The wine list stretched over 25 pages and was heavily oriented to Burgundy, though there are choices from elsewhere. The list included Schloss Saarstein Serriger Schloss Saarsteiner Riesling Spatlese 2004 at SGD 99 (£50) for a wine you can pick up in a London shop at £16, the lovely JJ Prum Wehlener Somnnenuhr 2007 at SGD 195 (£98) compared to a UK retail price of £16, up to grander wines such as Haut Brion 2005 at SGD 3,999 (£2,028) for a wine that will set you back £599 in the shops.

Bread was a choice of sourdough roll and garlic roll. These were made by the bakery in the hotel for Iggys rather than being made by the kitchen, and this short-cut showed. The sourdough lacked acidity, and the garlic roll tasted of garlic but its texture was uninspired (13/20). With a large kitchen and twelve chefs in the kitchen for 40 covers it eludes me as to why a serious restaurant would not make its own bread.

Nibbles were served in a bento box and comprised tuna with ginger flower and meringue, violet potato ice cream on a potato crisp, toro tuna with marinated chrysanthemum flower and croquette of cod with lemon emulsion. The nibbles were a pleasant introduction to the meal (15/20). Parfait of eel was a successful dish, the eel smoked over hickory wood and having smooth texture, with some useful acidity provided by uzu lime jam, the dish garnished with avruga "caviar" of smoked herring roe coloured with squid ink (16/20).

Steamed Sri Lankan mud crab was served with avocado ice cream, lumpfish roe, creme fraiche, cucumber and sorrel. The crab itself was good, and avocado works well with crab, though for me the dish had too many components to be truly coherent (15/20). Ayu (sweet fish) was served with sago and red cabbage. The ayu was formed into a sinuous shape with chemical help rather than the natural way it is done in Japan, but the fish had quite good taste. However red cabbage with it was rather insipid, needing some sharpness (perhaps some vinegar and a little chopped apple to balance the sourness would have helped enliven it). The ayu skin on the side was nicely crisp (14/20).

A garden vegetable dish was presumably intended as homage to the famous (and much copied) gargouillou dish at Michel Bras.  Although 30 vegetables were involved, this dish showed up the limitations of the vegetable ingredient quality that faces Singapore restaurants, where everything has to be imported.  Although there was a lot of work involved in the dish, with various different vegetable preparations, such a dish lives or dies by the quality of the vegetables; what works with dazzlingly fresh local produce in France does not work with vegetables that have been imported some time earlier (13/20).

Flank of Australian wagyu beef was served with pink garlic, Brussels sprouts and ash made from chicory wood.
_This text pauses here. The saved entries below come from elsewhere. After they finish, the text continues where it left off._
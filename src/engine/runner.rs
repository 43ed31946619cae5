//! Runner module - one solution on one test
//!
//! Builds the executor request, applies the soft limits to what the backend
//! measured and judges the produced output.

use anyhow::{Context, Result};
use std::path::{Path, PathBuf};
use tracing::{debug, warn};

use super::checker::{judge_output, Checker};
use super::executor::{ExecuteRequest, Executor};
use crate::core::error::is_cancellation;
use crate::core::{CancelToken, ExecutionResult, Status};

/// A single job with everything resolved
#[derive(Debug, Clone)]
pub struct TestRun {
    /// Solution file name, used for the per-solution output directory
    pub solution: String,
    pub executable: PathBuf,
    /// Test name, e.g. `abc1a`
    pub test: String,
    pub input: PathBuf,
    pub answer: PathBuf,
    pub time_limit_ms: u64,
    pub memory_limit_kb: u64,
}

impl TestRun {
    /// Request writing `<executions>/<solution>/<test>.out` and `.res`
    pub fn request(&self, executions_dir: &Path) -> ExecuteRequest {
        let dir = executions_dir.join(&self.solution);
        ExecuteRequest::new(&self.executable)
            .with_limits(self.time_limit_ms, self.memory_limit_kb)
            .with_io(&self.input, dir.join(format!("{}.out", self.test)))
            .with_result_path(dir.join(format!("{}.res", self.test)))
    }
}

/// Run one job to completion.
///
/// Infrastructure failures of the executor become RE for this job only.
/// The only error returned is cancellation.
pub async fn run_test(
    executor: &dyn Executor,
    checker: Option<&Checker>,
    run: &TestRun,
    executions_dir: &Path,
    cancel: &CancelToken,
) -> Result<ExecutionResult> {
    let request = run.request(executions_dir);
    if let Some(dir) = request.stdout.parent() {
        tokio::fs::create_dir_all(dir)
            .await
            .with_context(|| format!("Failed to create {:?}", dir))?;
    }

    debug!("Running {} on {}", run.solution, run.test);
    let result = match executor.execute(&request, cancel).await {
        Ok(result) => result,
        Err(e) if is_cancellation(&e) => return Err(e),
        Err(e) => {
            warn!("Executor failed for {} on {}: {:#}", run.solution, run.test, e);
            ExecutionResult::runtime_error(format!("{:#}", e))
        }
    };

    let result = apply_limits(result, run.time_limit_ms, run.memory_limit_kb);
    if result.status != Status::Accepted {
        return Ok(result);
    }

    match judge_output(checker, &run.input, &request.stdout, &run.answer).await {
        Ok(verdict) if verdict.accepted => Ok(result.with_points(verdict.points)),
        Ok(verdict) => {
            let mut result = ExecutionResult {
                status: Status::WrongAnswer,
                points: 0.0,
                ..result
            };
            result.error = verdict.message;
            Ok(result)
        }
        Err(e) => {
            warn!("Judging {} on {} failed: {:#}", run.solution, run.test, e);
            Ok(ExecutionResult {
                status: Status::RuntimeError,
                points: 0.0,
                error: Some(format!("{:#}", e)),
                ..result
            })
        }
    }
}

/// Classify a measured run against the soft limits.
///
/// Time over the limit wins over memory, and both win over a plain runtime
/// error, since a process killed by a limit usually also exits abnormally.
pub fn apply_limits(result: ExecutionResult, time_limit_ms: u64, memory_limit_kb: u64) -> ExecutionResult {
    if !matches!(result.status, Status::Accepted | Status::RuntimeError) {
        return result;
    }
    let status = if result.time().is_some_and(|t| t > time_limit_ms as i64) {
        Status::TimeLimitExceeded
    } else if result.memory().is_some_and(|m| m > memory_limit_kb as i64) {
        Status::MemoryLimitExceeded
    } else {
        return result;
    };
    ExecutionResult {
        status,
        points: 0.0,
        ..result
    }
}

#[cfg(test)]
mod tests {
    use super::*;
    use crate::core::JudgeError;
    use async_trait::async_trait;

    /// Writes a fixed output and reports fixed measurements
    struct FixedExecutor {
        output: &'static str,
        result: ExecutionResult,
    }

    #[async_trait]
    impl Executor for FixedExecutor {
        fn name(&self) -> &str {
            "fixed"
        }

        async fn execute(&self, request: &ExecuteRequest, _cancel: &CancelToken) -> Result<ExecutionResult> {
            std::fs::write(&request.stdout, self.output)?;
            Ok(self.result.clone())
        }
    }

    struct BrokenExecutor {
        cancelled: bool,
    }

    #[async_trait]
    impl Executor for BrokenExecutor {
        fn name(&self) -> &str {
            "broken"
        }

        async fn execute(&self, _request: &ExecuteRequest, _cancel: &CancelToken) -> Result<ExecutionResult> {
            if self.cancelled {
                Err(JudgeError::Cancelled.into())
            } else {
                anyhow::bail!("sio2jail: No such file or directory")
            }
        }
    }

    fn fixture(dir: &Path) -> TestRun {
        std::fs::write(dir.join("abc1a.in"), "1 2\n").unwrap();
        std::fs::write(dir.join("abc1a.out"), "3\n").unwrap();
        TestRun {
            solution: "abc.cpp".into(),
            executable: dir.join("abc.e"),
            test: "abc1a".into(),
            input: dir.join("abc1a.in"),
            answer: dir.join("abc1a.out"),
            time_limit_ms: 1000,
            memory_limit_kb: 65536,
        }
    }

    fn measured(status: Status, time_ms: i64, memory_kb: i64) -> ExecutionResult {
        ExecutionResult::new(status).with_time(time_ms).with_memory(memory_kb)
    }

    #[test]
    fn test_apply_limits() {
        let tl = apply_limits(measured(Status::Accepted, 1001, 10), 1000, 100);
        assert_eq!(tl.status, Status::TimeLimitExceeded);
        assert_eq!(tl.time_ms, 1001);

        let ml = apply_limits(measured(Status::RuntimeError, 10, 101), 1000, 100);
        assert_eq!(ml.status, Status::MemoryLimitExceeded);

        let ok = apply_limits(measured(Status::Accepted, 1000, 100), 1000, 100);
        assert_eq!(ok.status, Status::Accepted);

        let unmeasured = apply_limits(ExecutionResult::runtime_error("boom"), 1000, 100);
        assert_eq!(unmeasured.status, Status::RuntimeError);
    }

    #[test]
    fn test_request_paths() {
        let dir = tempfile::tempdir().unwrap();
        let run = fixture(dir.path());
        let request = run.request(Path::new("/cache/executions"));
        assert_eq!(request.stdout, PathBuf::from("/cache/executions/abc.cpp/abc1a.out"));
        assert_eq!(request.result_path, PathBuf::from("/cache/executions/abc.cpp/abc1a.res"));
        assert_eq!(request.hard_time_limit_ms, 2000);
    }

    #[tokio::test]
    async fn test_accepted_and_wrong_answer() {
        let dir = tempfile::tempdir().unwrap();
        let run = fixture(dir.path());
        let executions = dir.path().join("executions");

        let good = FixedExecutor {
            output: "3\n",
            result: measured(Status::Accepted, 10, 100),
        };
        let result = run_test(&good, None, &run, &executions, &CancelToken::never()).await.unwrap();
        assert_eq!(result.status, Status::Accepted);
        assert_eq!(result.points, 100.0);

        let bad = FixedExecutor {
            output: "4\n",
            result: measured(Status::Accepted, 10, 100),
        };
        let result = run_test(&bad, None, &run, &executions, &CancelToken::never()).await.unwrap();
        assert_eq!(result.status, Status::WrongAnswer);
        assert_eq!(result.points, 0.0);
    }

    #[tokio::test]
    async fn test_slow_run_is_not_judged() {
        let dir = tempfile::tempdir().unwrap();
        let run = fixture(dir.path());
        let slow = FixedExecutor {
            output: "3\n",
            result: measured(Status::Accepted, 1500, 100),
        };
        let result = run_test(&slow, None, &run, &dir.path().join("x"), &CancelToken::never())
            .await
            .unwrap();
        assert_eq!(result.status, Status::TimeLimitExceeded);
        assert_eq!(result.points, 0.0);
    }

    #[tokio::test]
    async fn test_executor_failure_is_runtime_error() {
        let dir = tempfile::tempdir().unwrap();
        let run = fixture(dir.path());
        let result = run_test(
            &BrokenExecutor { cancelled: false },
            None,
            &run,
            &dir.path().join("x"),
            &CancelToken::never(),
        )
        .await
        .unwrap();
        assert_eq!(result.status, Status::RuntimeError);
        assert!(result.error.unwrap().contains("No such file"));

        let cancelled = run_test(
            &BrokenExecutor { cancelled: true },
            None,
            &run,
            &dir.path().join("x"),
            &CancelToken::never(),
        )
        .await;
        let err = tokio_test::assert_err!(cancelled);
        assert!(is_cancellation(&err));
    }

    #[tokio::test]
    async fn test_checker_failure_is_runtime_error() {
        use std::os::unix::fs::PermissionsExt;

        let dir = tempfile::tempdir().unwrap();
        let run = fixture(dir.path());
        let checker_path = dir.path().join("abcchk.e");
        std::fs::write(&checker_path, "#!/bin/sh\nexit 0\n").unwrap();
        std::fs::set_permissions(&checker_path, std::fs::Permissions::from_mode(0o755)).unwrap();

        let good = FixedExecutor {
            output: "3\n",
            result: measured(Status::Accepted, 10, 100),
        };
        let checker = Checker::new(&checker_path);
        let result = run_test(&good, Some(&checker), &run, &dir.path().join("x"), &CancelToken::never())
            .await
            .unwrap();
        assert_eq!(result.status, Status::RuntimeError);
        assert!(result.error.unwrap().contains("empty"));
    }
}
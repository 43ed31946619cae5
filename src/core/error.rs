use thiserror::Error;

/// Failures the grading engine distinguishes between.
///
/// Only `Config` aborts a run before scheduling. The others are scoped to a
/// solution (`Compilation`), a single job (`Checker`, `MonitorFailure`) or the
/// whole run (`Cancelled`).
#[derive(Debug, Error)]
pub enum JudgeError {
    #[error("compilation of {solution} failed")]
    Compilation { solution: String, log: String },

    #[error("checker error: {0}")]
    Checker(String),

    /// The time tool itself produced output we cannot interpret
    #[error("time tool produced unexpected output: {message}")]
    MonitorFailure { message: String, raw: String },

    #[error("run cancelled by user")]
    Cancelled,

    #[error("configuration error: {0}")]
    Config(String),
}

impl JudgeError {
    pub fn config(message: impl Into<String>) -> Self {
        JudgeError::Config(message.into())
    }

    pub fn is_cancelled(&self) -> bool {
        matches!(self, JudgeError::Cancelled)
    }
}

/// True when an `anyhow` error chain carries `JudgeError::Cancelled`
pub fn is_cancellation(err: &anyhow::Error) -> bool {
    err.downcast_ref::<JudgeError>()
        .map(JudgeError::is_cancelled)
        .unwrap_or(false)
}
The beef was grade 9 wagyu i.e. highly marbled, but being flank the meat still had a beefy texture rather than being too fatty.  The beef was cooked nicely, but the pink garlic seemed to me superfluous given that there was also wasabi.  Wasabi on the side was apparently from real wasabi root, but because the wasabi had been grated some time earlier rather than grated freshly it had sadly lost its complex flavour, tasting one-dimensional, rather like the horseradish that passes for wasabi in many restaurants. Grating fresh takes maybe a minute, so this was a completely false economy by the kitchen (15/20 overall, though the beef itself was better).

Yukon gold potato mousse was served with ratte potatoes and Epoisses cheese, garnished with lambs lettuce and shavings of black truffle from Tasmania. I didn't think this dish worked very well, as the strong flavour of the Epoisses was dominant, and the potatoes tasted rather salty (13/20). Much better was abalone rice, the rice braised with abalone stock and garnished with truffles; the rice here had good texture and the stock gave good flavour to the rice (16/20).
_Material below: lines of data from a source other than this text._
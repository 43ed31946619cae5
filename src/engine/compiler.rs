//! Compiler module - source compilation
//!
//! Compilation itself is delegated to the system toolchain. The engine only
//! needs an executable per source and a log when that fails, and reuses
//! executables whose source hash it has already seen.

use anyhow::{Context, Result};
use async_trait::async_trait;
use std::os::unix::fs::PermissionsExt;
use std::path::{Path, PathBuf};
use std::time::Duration;
use tokio::process::Command;
use tracing::{debug, info, warn};

use crate::cache::CacheStore;
use crate::core::utils::sha256_file;

/// Time allowed for one compilation
const COMPILE_TIMEOUT: Duration = Duration::from_secs(60);

/// Result of a compilation attempt
#[derive(Debug)]
pub struct CompileResult {
    pub success: bool,
    pub log: String,
}

/// Turns a source file into an executable
#[async_trait]
pub trait Compiler: Send + Sync {
    async fn compile(&self, source: &Path, output: &Path) -> Result<CompileResult>;
}

/// Compiler backed by gcc, g++ and python3
#[derive(Debug, Clone)]
pub struct ToolchainCompiler {
    pub c_compiler: String,
    pub cpp_compiler: String,
    pub python_interpreter: String,
    /// Directories searched for headers, usually the package `prog/`
    pub include_dirs: Vec<PathBuf>,
}

impl Default for ToolchainCompiler {
    fn default() -> Self {
        Self {
            c_compiler: "gcc".to_string(),
            cpp_compiler: "g++".to_string(),
            python_interpreter: "/usr/bin/python3".to_string(),
            include_dirs: Vec::new(),
        }
    }
}

impl ToolchainCompiler {
    pub fn with_include_dir(mut self, dir: impl Into<PathBuf>) -> Self {
        self.include_dirs.push(dir.into());
        self
    }

    fn command_for(&self, source: &Path, output: &Path) -> Result<Option<Vec<String>>> {
        let source_str = source.to_string_lossy().to_string();
        let output_str = output.to_string_lossy().to_string();
        let includes = self
            .include_dirs
            .iter()
            .map(|dir| format!("-I{}", dir.to_string_lossy()));

        let extension = source.extension().and_then(|e| e.to_str()).unwrap_or("");
        let mut command = match extension {
            "c" => vec![
                self.c_compiler.clone(),
                source_str,
                "-o".to_string(),
                output_str,
                "-std=gnu11".to_string(),
                "-O3".to_string(),
                "-lm".to_string(),
            ],
            "cpp" | "cc" => vec![
                self.cpp_compiler.clone(),
                source_str,
                "-o".to_string(),
                output_str,
                "-std=c++20".to_string(),
                "-O3".to_string(),
                "-lm".to_string(),
            ],
            // Python is only syntax-checked; the launcher is written separately
            "py" => return Ok(None),
            other => anyhow::bail!("Unsupported source extension: {:?}", other),
        };
        command.extend(includes);
        Ok(Some(command))
    }

    /// Write an executable copy of a Python source with a direct interpreter shebang.
    /// The process keeps the script's name, so memory polling can find it.
    async fn write_python_launcher(&self, source: &Path, output: &Path) -> Result<()> {
        let code = tokio::fs::read_to_string(source)
            .await
            .with_context(|| format!("Failed to read {:?}", source))?;
        tokio::fs::write(output, format!("#!{}\n{}", self.python_interpreter, code)).await?;
        tokio::fs::set_permissions(output, std::fs::Permissions::from_mode(0o755)).await?;
        Ok(())
    }
}

#[async_trait]
impl Compiler for ToolchainCompiler {
    async fn compile(&self, source: &Path, output: &Path) -> Result<CompileResult> {
        let command = match self.command_for(source, output)? {
            Some(command) => command,
            None => {
                let check = vec![
                    self.python_interpreter.clone(),
                    "-m".to_string(),
                    "py_compile".to_string(),
                    source.to_string_lossy().to_string(),
                ];
                let result = run_tool(&check).await?;
                if result.success {
                    self.write_python_launcher(source, output).await?;
                }
                return Ok(result);
            }
        };

        debug!("Compiling with command: {:?}", command);
        run_tool(&command).await
    }
}

async fn run_tool(command: &[String]) -> Result<CompileResult> {
    let (program, args) = command
        .split_first()
        .context("No command specified for compilation")?;

    let output = tokio::time::timeout(
        COMPILE_TIMEOUT,
        Command::new(program).args(args).kill_on_drop(true).output(),
    )
    .await
    .map_err(|_| anyhow::anyhow!("Compilation timed out after {:?}", COMPILE_TIMEOUT))?
    .with_context(|| format!("Failed to run {}", program))?;

    let mut log = String::from_utf8_lossy(&output.stdout).to_string();
    log.push_str(&String::from_utf8_lossy(&output.stderr));

    Ok(CompileResult {
        success: output.status.success(),
        log,
    })
}

/// A solution after compilation
#[derive(Debug, Clone)]
pub struct CompiledSolution {
    /// Source file name, e.g. `abc.cpp`
    pub name: String,
    pub source: PathBuf,
    pub source_hash: String,
    /// `None` when compilation failed
    pub executable: Option<PathBuf>,
}

impl CompiledSolution {
    pub fn compiled(&self) -> bool {
        self.executable.is_some()
    }
}

/// Where the compiler output of `name` (a full source file name) is kept
pub fn compile_log_path(cache: &CacheStore, name: &str) -> PathBuf {
    cache.compilation_dir().join(format!("{}.compile_log", name))
}

/// Compile a solution, reusing the executable recorded for an identical source.
/// Artifacts are named after the full file name, so `abc.c` and `abc.cpp` never share one.
/// Failures are logged to `<cache>/compilation/<name>.compile_log` and yield `executable: None`.
pub async fn compile_solution(
    compiler: &dyn Compiler,
    cache: &CacheStore,
    source: &Path,
) -> Result<CompiledSolution> {
    let name = source
        .file_name()
        .map(|n| n.to_string_lossy().to_string())
        .context("Solution path has no file name")?;
    let source_hash = sha256_file(source)?;

    if let Some(executable) = cache.compiled_executable(&source_hash)? {
        debug!("Reusing compiled {} from {:?}", name, executable);
        return Ok(CompiledSolution {
            name,
            source: source.to_path_buf(),
            source_hash,
            executable: Some(executable),
        });
    }

    let executable = cache.executables_dir().join(format!("{}.e", name));
    let log_path = compile_log_path(cache, &name);

    info!("Compiling {}", name);
    let result = compiler.compile(source, &executable).await?;
    tokio::fs::write(&log_path, &result.log)
        .await
        .with_context(|| format!("Failed to write {:?}", log_path))?;

    if !result.success {
        warn!("Compilation of {} failed, see {:?}", name, log_path);
        return Ok(CompiledSolution {
            name,
            source: source.to_path_buf(),
            source_hash,
            executable: None,
        });
    }

    cache.record_executable(&name, &source_hash, &executable)?;
    Ok(CompiledSolution {
        name,
        source: source.to_path_buf(),
        source_hash,
        executable: Some(executable),
    })
}

/// Compile a source after dropping what the cache holds for it if the
/// headers it may include changed since the last build.
pub async fn compile_with_dependencies(
    compiler: &dyn Compiler,
    cache: &CacheStore,
    source: &Path,
    dependency_hash: &str,
) -> Result<CompiledSolution> {
    cache.check_dependencies(&sha256_file(source)?, dependency_hash)?;
    compile_solution(compiler, cache, source).await
}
Dessert was served at a separate dessert bar that overlooks the pastry section of the kitchen. White peach from Australia was served with peach sorbet flavoured with thyme, peach granita and a little sponge. Although I am not a fan of shrubbery in my desserts, the thyme taste was subtle and actually worked quite well (16/20). The other dessert I tried was frozen coconut water and a well made sorbet of banana, with a slightly tasteless passion fruit jelly that had been pulled into long strips (14/20).
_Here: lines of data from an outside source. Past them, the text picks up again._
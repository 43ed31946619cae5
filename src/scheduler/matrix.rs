//! Job matrix: one result cell per (solution, test)
//!
//! The coordinator is the only writer. The reporter works on cloned snapshots.

use std::collections::BTreeMap;

use crate::core::{ExecutionResult, GroupId, Status};
use crate::scoring::{ContestType, GroupScore, SolutionScore};

/// Column of the matrix: a test with its resolved limits
#[derive(Debug, Clone, PartialEq)]
pub struct MatrixTest {
    pub name: String,
    pub group: GroupId,
    pub time_limit_ms: u64,
    pub memory_limit_kb: u64,
}

#[derive(Debug, Clone)]
pub struct JobMatrix {
    pub solutions: Vec<String>,
    pub tests: Vec<MatrixTest>,
    /// Row-major, `solutions.len() * tests.len()` cells
    cells: Vec<ExecutionResult>,
}

impl JobMatrix {
    /// Matrix with every cell pending
    pub fn new(solutions: Vec<String>, tests: Vec<MatrixTest>) -> Self {
        let cells = vec![ExecutionResult::pending(); solutions.len() * tests.len()];
        Self {
            solutions,
            tests,
            cells,
        }
    }

    fn index(&self, solution: usize, test: usize) -> usize {
        solution * self.tests.len() + test
    }

    pub fn get(&self, solution: usize, test: usize) -> &ExecutionResult {
        &self.cells[self.index(solution, test)]
    }

    /// Fill a pending cell. A cell that already holds a result is left
    /// untouched and `false` is returned.
    pub fn set(&mut self, solution: usize, test: usize, result: ExecutionResult) -> bool {
        let index = self.index(solution, test);
        if !self.cells[index].status.is_pending() {
            return false;
        }
        self.cells[index] = result;
        true
    }

    pub fn len(&self) -> usize {
        self.cells.len()
    }

    pub fn is_empty(&self) -> bool {
        self.cells.is_empty()
    }

    pub fn completed(&self) -> usize {
        self.cells.iter().filter(|c| !c.status.is_pending()).count()
    }

    /// Groups present among the tests, ascending
    pub fn groups(&self) -> Vec<GroupId> {
        let mut groups: Vec<GroupId> = self.tests.iter().map(|t| t.group).collect();
        groups.sort_unstable();
        groups.dedup();
        groups
    }

    fn group_cells(&self, solution: usize, group: GroupId) -> impl Iterator<Item = (&MatrixTest, &ExecutionResult)> {
        self.tests
            .iter()
            .enumerate()
            .filter(move |(_, test)| test.group == group)
            .map(move |(t, test)| (test, self.get(solution, t)))
    }

    /// Worst status among the finished tests of a group
    pub fn group_status(&self, solution: usize, group: GroupId) -> Status {
        Status::worst_of(self.group_cells(solution, group).map(|(_, r)| r.status))
    }

    pub fn group_done(&self, solution: usize, group: GroupId) -> bool {
        self.group_cells(solution, group)
            .all(|(_, r)| !r.status.is_pending())
    }

    pub fn max_time(&self, solution: usize, group: GroupId) -> Option<i64> {
        self.group_cells(solution, group)
            .filter_map(|(_, r)| r.time())
            .max()
    }

    pub fn max_memory(&self, solution: usize, group: GroupId) -> Option<i64> {
        self.group_cells(solution, group)
            .filter_map(|(_, r)| r.memory())
            .max()
    }

    /// Largest time limit among the tests of a group
    pub fn group_time_limit(&self, group: GroupId) -> u64 {
        self.tests
            .iter()
            .filter(|t| t.group == group)
            .map(|t| t.time_limit_ms)
            .max()
            .unwrap_or(0)
    }

    pub fn group_memory_limit(&self, group: GroupId) -> u64 {
        self.tests
            .iter()
            .filter(|t| t.group == group)
            .map(|t| t.memory_limit_kb)
            .max()
            .unwrap_or(0)
    }

    /// Score of one solution over its fully finished groups
    pub fn score(&self, solution: usize, contest: ContestType, weights: &BTreeMap<GroupId, u64>) -> SolutionScore {
        let mut groups = BTreeMap::new();
        for group in self.groups() {
            if !self.group_done(solution, group) {
                continue;
            }
            let test_scores: Vec<f64> = self
                .group_cells(solution, group)
                .map(|(test, r)| contest.test_score(r, test.time_limit_ms, test.memory_limit_kb))
                .collect();
            let max = weights.get(&group).copied().unwrap_or(0);
            groups.insert(
                group,
                GroupScore {
                    status: self.group_status(solution, group),
                    points: contest.group_score(&test_scores, max),
                },
            );
        }
        let possible = contest.possible_score(&self.groups(), weights);
        let points = contest.global_score(&groups, possible);
        SolutionScore { groups, points }
    }

    /// Scores of all solutions, keyed by solution name
    pub fn scores(&self, contest: ContestType, weights: &BTreeMap<GroupId, u64>) -> BTreeMap<String, SolutionScore> {
        self.solutions
            .iter()
            .enumerate()
            .map(|(s, name)| (name.clone(), self.score(s, contest, weights)))
            .collect()
    }
}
Service was excellent. Overall I quite enjoyed Iggys but felt that the food was rather over-worked. Too many dishes seemed to be showing off culinary technique rather than concentrating on flavour, while there was a tendency to have too many elements in many of the dishes, which makes life hard for the kitchen. I felt that if they stripped back some of the culinary flourishes the food would be simpler but actually improved, and with the time saved they could, for example, make some decent bread.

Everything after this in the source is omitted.